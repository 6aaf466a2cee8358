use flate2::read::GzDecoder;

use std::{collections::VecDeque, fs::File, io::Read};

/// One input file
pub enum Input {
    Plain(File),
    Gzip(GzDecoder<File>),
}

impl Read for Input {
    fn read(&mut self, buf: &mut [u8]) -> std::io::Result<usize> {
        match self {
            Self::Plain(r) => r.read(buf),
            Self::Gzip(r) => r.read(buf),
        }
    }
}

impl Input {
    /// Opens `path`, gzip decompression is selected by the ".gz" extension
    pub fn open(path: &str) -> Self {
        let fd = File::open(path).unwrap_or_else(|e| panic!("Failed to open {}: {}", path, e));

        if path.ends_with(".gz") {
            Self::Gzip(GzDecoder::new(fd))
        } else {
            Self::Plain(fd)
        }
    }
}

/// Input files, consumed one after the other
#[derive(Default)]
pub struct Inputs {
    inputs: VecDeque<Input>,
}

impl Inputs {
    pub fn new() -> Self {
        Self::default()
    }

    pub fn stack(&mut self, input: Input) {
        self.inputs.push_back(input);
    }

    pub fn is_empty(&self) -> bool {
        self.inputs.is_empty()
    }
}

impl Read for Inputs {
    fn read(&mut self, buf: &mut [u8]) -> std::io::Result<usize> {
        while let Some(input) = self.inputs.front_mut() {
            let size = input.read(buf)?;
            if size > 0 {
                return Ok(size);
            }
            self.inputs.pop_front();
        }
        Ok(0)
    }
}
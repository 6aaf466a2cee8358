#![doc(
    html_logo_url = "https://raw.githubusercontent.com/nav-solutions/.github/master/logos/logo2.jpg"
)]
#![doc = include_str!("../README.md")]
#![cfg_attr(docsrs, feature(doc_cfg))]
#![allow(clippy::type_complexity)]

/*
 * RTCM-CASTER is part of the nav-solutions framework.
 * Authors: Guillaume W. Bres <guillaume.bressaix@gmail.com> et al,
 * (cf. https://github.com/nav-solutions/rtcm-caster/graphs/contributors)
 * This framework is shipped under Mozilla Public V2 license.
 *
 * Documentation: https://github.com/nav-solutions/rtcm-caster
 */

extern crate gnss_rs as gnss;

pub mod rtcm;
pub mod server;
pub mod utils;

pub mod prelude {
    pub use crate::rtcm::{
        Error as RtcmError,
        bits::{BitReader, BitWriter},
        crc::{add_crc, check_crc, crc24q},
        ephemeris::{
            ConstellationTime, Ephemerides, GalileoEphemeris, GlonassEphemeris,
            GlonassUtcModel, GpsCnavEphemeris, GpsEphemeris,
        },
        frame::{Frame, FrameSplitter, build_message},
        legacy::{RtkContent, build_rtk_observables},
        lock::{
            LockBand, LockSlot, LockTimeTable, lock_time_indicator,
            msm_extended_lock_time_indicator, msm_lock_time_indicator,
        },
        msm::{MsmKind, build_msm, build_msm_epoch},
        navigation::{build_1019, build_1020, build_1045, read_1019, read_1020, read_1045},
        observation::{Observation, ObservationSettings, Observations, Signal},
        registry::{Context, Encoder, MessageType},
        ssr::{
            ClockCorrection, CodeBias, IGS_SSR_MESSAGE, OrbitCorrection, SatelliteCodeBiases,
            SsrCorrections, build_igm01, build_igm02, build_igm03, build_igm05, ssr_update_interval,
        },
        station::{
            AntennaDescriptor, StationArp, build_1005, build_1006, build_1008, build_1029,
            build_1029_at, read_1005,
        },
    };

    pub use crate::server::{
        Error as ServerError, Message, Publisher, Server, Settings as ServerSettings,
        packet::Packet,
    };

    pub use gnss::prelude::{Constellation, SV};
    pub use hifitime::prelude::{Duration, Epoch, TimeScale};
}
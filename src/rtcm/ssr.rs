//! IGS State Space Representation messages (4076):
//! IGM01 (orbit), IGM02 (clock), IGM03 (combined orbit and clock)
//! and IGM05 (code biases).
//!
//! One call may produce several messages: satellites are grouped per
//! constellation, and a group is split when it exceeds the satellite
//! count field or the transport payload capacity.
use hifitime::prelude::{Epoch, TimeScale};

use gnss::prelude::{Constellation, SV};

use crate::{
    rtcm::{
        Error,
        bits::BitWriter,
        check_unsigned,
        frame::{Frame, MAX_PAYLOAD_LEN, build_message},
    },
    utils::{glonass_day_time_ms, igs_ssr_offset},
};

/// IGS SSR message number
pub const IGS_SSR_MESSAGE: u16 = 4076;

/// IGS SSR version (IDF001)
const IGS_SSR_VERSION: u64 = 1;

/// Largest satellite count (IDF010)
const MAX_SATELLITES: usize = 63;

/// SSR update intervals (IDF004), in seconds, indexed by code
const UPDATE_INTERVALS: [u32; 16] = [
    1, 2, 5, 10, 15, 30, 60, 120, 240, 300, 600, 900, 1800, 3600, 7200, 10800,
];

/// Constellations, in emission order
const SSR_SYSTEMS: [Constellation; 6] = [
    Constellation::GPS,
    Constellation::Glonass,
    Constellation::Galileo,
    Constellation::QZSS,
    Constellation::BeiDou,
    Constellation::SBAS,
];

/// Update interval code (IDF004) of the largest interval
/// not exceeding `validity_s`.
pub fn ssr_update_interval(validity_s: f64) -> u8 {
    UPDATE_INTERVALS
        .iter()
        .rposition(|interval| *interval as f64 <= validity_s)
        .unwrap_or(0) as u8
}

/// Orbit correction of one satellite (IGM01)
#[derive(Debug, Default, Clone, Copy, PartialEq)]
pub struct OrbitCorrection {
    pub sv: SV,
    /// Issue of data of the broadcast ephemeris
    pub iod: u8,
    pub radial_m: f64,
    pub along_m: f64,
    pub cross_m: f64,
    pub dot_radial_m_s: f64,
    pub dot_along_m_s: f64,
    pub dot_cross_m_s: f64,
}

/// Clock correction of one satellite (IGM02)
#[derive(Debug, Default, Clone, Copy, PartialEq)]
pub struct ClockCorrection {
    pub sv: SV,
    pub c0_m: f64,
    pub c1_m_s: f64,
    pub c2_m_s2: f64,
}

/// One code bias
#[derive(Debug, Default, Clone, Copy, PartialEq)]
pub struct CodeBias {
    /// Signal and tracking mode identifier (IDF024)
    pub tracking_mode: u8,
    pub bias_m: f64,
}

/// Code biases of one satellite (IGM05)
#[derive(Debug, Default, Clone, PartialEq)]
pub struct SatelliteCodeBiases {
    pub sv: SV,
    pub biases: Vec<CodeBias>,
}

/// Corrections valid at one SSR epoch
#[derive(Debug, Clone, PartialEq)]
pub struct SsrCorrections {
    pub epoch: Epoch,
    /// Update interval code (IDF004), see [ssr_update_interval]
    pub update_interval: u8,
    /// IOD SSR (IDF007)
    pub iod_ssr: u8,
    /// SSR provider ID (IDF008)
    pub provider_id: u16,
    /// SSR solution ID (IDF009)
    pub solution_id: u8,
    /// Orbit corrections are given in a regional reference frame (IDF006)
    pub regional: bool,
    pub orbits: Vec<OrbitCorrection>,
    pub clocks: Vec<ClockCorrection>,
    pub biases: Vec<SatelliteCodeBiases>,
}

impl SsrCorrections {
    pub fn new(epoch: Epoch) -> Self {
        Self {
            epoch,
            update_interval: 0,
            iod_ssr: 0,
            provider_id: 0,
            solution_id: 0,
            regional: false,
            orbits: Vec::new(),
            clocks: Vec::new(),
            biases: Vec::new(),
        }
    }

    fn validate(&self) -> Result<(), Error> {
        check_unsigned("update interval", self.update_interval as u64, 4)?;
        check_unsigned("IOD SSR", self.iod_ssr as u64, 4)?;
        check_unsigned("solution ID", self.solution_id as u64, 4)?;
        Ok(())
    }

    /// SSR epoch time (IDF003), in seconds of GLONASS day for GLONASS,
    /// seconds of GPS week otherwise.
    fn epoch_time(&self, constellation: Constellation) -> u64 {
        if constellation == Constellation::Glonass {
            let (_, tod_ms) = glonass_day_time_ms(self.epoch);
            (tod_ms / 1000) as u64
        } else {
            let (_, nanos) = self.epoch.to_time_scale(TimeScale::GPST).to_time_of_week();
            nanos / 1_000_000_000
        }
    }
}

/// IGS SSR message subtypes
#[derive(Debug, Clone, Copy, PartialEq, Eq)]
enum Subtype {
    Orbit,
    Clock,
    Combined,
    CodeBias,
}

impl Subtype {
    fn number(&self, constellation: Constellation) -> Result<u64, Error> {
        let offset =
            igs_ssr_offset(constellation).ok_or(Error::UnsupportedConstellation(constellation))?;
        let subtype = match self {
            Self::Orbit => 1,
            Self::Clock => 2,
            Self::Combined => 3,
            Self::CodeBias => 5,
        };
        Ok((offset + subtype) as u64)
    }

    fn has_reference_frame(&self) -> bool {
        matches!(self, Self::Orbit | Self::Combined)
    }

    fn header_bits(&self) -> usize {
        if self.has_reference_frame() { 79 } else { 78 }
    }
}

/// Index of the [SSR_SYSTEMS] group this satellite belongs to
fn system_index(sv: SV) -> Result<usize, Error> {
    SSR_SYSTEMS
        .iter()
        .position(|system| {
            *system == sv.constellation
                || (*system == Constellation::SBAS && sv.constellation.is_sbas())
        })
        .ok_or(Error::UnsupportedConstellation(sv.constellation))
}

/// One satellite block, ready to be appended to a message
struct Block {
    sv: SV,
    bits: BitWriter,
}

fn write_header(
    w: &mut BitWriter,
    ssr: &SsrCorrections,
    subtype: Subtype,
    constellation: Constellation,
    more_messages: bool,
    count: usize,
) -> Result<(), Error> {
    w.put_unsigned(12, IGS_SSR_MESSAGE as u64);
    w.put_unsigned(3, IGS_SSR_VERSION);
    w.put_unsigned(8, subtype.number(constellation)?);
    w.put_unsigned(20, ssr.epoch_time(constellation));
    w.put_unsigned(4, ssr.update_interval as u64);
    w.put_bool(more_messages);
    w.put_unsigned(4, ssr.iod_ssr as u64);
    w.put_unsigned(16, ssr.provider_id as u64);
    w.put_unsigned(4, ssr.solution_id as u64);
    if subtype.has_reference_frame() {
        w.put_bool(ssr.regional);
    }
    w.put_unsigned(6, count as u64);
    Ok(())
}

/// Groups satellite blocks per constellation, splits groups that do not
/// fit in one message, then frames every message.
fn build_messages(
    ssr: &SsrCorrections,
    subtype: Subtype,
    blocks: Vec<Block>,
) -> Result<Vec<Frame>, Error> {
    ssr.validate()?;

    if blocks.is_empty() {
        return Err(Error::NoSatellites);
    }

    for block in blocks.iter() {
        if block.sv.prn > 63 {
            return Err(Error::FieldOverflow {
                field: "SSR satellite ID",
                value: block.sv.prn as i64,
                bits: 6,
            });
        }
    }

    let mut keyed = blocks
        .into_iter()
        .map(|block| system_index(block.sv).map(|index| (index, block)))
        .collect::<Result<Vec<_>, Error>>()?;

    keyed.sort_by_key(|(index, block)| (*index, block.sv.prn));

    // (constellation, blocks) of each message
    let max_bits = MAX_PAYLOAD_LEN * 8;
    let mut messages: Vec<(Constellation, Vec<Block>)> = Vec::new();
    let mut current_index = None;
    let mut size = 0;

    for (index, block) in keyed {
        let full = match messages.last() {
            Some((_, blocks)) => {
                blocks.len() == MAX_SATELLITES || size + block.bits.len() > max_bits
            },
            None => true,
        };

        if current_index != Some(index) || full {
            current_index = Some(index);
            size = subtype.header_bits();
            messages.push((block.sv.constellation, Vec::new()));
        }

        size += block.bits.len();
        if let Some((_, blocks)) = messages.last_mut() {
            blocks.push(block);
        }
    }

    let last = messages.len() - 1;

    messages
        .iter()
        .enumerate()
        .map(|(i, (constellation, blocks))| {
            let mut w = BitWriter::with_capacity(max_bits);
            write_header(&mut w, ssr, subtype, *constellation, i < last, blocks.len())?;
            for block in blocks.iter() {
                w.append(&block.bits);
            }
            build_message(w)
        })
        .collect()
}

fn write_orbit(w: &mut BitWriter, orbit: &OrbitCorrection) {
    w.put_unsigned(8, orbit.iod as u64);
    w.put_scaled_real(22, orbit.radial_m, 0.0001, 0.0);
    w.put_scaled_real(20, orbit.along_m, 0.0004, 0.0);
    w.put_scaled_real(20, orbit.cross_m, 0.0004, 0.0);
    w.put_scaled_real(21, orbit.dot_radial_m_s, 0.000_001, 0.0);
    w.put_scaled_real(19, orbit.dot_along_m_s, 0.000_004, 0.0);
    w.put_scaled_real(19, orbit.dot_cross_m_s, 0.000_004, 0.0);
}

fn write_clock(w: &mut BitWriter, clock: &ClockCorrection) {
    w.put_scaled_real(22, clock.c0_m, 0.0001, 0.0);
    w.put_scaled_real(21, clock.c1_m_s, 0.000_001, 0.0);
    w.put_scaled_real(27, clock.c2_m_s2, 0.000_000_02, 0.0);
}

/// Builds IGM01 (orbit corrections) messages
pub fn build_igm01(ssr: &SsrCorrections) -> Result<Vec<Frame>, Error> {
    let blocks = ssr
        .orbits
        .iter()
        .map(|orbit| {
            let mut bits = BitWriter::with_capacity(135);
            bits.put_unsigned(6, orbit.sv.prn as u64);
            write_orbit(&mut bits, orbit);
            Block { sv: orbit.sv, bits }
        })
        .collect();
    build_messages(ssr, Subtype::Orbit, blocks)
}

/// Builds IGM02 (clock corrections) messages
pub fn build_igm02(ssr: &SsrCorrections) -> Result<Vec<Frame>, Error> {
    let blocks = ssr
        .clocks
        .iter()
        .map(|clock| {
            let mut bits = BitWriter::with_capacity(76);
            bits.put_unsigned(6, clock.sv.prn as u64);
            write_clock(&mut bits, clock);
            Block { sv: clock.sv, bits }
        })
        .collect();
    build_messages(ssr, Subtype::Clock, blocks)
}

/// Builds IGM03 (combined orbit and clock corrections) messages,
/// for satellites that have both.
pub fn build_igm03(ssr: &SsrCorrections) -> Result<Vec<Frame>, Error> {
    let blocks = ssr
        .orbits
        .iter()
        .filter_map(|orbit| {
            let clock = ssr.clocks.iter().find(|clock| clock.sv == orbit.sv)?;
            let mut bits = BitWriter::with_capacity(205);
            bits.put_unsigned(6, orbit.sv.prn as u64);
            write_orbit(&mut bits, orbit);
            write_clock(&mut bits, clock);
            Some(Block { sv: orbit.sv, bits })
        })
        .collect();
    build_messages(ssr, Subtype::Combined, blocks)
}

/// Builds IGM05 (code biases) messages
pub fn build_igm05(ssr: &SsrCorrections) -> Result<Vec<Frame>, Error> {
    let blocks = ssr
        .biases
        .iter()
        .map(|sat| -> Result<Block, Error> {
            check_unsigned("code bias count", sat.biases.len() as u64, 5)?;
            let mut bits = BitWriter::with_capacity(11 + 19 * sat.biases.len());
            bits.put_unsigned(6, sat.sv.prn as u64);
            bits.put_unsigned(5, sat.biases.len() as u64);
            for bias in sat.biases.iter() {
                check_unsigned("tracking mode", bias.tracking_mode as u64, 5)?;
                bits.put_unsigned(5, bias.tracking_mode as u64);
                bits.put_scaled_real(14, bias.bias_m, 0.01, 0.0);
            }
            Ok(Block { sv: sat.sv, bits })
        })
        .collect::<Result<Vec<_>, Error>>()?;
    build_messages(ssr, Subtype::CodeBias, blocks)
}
------------------------------------
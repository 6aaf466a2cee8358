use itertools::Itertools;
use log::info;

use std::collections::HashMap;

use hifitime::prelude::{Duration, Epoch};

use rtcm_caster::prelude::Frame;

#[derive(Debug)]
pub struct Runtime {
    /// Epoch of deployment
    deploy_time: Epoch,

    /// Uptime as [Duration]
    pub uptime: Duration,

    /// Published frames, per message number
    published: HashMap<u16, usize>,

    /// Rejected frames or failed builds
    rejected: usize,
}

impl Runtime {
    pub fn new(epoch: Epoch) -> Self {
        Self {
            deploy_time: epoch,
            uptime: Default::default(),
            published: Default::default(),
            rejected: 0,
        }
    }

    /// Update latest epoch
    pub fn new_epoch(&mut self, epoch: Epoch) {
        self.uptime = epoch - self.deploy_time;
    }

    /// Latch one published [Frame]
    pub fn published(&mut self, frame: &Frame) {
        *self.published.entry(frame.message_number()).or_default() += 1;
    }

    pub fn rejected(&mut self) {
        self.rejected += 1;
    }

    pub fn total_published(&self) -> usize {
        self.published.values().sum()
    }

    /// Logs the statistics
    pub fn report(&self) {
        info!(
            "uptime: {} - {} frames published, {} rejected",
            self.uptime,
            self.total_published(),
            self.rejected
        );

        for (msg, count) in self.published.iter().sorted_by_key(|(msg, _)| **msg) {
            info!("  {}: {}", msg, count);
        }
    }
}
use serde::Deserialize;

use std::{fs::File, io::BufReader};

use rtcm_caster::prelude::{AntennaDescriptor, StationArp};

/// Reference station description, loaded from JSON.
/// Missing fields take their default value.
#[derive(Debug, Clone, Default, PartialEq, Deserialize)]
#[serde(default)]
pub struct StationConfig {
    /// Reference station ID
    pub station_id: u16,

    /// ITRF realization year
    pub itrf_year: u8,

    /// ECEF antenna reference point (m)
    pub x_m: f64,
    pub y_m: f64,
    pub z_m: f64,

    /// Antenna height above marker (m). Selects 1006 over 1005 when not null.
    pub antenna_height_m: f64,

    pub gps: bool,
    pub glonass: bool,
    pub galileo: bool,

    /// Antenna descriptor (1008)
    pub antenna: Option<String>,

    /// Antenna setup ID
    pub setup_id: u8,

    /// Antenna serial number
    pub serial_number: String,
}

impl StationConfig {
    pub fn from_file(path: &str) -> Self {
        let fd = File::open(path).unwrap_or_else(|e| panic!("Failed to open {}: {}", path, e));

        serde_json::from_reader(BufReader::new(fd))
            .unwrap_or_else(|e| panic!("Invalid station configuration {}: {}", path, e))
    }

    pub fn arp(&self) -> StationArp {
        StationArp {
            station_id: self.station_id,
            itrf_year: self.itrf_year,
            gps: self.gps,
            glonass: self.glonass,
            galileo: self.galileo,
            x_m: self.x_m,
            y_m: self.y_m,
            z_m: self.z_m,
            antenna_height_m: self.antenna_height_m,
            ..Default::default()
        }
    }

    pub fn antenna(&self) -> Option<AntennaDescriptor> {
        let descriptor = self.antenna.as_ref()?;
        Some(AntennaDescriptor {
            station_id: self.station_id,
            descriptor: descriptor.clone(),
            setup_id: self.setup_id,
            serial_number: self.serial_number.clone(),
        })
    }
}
------------------------------------
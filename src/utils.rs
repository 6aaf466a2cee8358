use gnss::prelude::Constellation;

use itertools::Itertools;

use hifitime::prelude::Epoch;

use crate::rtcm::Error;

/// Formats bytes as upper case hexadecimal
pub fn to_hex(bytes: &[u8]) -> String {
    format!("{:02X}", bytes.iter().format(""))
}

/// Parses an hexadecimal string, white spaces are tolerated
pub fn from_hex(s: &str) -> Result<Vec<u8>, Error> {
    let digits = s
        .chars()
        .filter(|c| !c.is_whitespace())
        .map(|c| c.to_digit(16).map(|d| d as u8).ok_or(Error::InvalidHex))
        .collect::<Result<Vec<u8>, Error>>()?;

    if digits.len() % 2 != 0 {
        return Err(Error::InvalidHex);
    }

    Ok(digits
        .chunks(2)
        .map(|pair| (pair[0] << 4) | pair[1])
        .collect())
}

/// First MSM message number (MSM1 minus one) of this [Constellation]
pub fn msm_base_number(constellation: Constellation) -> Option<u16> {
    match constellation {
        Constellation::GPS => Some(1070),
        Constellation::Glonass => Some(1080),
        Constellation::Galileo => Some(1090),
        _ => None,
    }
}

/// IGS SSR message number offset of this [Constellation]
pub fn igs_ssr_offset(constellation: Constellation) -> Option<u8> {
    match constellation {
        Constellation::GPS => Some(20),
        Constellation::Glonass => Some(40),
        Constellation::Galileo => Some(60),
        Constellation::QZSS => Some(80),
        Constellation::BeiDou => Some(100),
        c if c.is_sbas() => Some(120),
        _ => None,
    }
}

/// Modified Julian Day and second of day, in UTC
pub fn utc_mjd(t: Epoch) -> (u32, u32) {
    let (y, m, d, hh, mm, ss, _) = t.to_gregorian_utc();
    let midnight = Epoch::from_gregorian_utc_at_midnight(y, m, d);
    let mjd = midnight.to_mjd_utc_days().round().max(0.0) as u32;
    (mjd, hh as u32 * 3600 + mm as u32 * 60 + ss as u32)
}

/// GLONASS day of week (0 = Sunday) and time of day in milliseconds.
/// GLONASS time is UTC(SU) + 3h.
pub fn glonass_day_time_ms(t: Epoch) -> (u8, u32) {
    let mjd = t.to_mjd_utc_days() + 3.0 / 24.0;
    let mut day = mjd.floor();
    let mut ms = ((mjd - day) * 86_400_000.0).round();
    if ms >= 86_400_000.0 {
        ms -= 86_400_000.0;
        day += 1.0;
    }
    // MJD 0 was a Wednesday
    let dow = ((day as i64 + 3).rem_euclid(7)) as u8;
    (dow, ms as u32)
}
------------------------------------
ACTION ITEM - Search the data for "SatelliteCodeBiases". Copy every line that has it.

TASK RESPONSE -
            ClockCorrection, CodeBias, IGS_SSR_MESSAGE, OrbitCorrection, SatelliteCodeBiases,
pub struct SatelliteCodeBiases {
    pub biases: Vec<SatelliteCodeBiases>,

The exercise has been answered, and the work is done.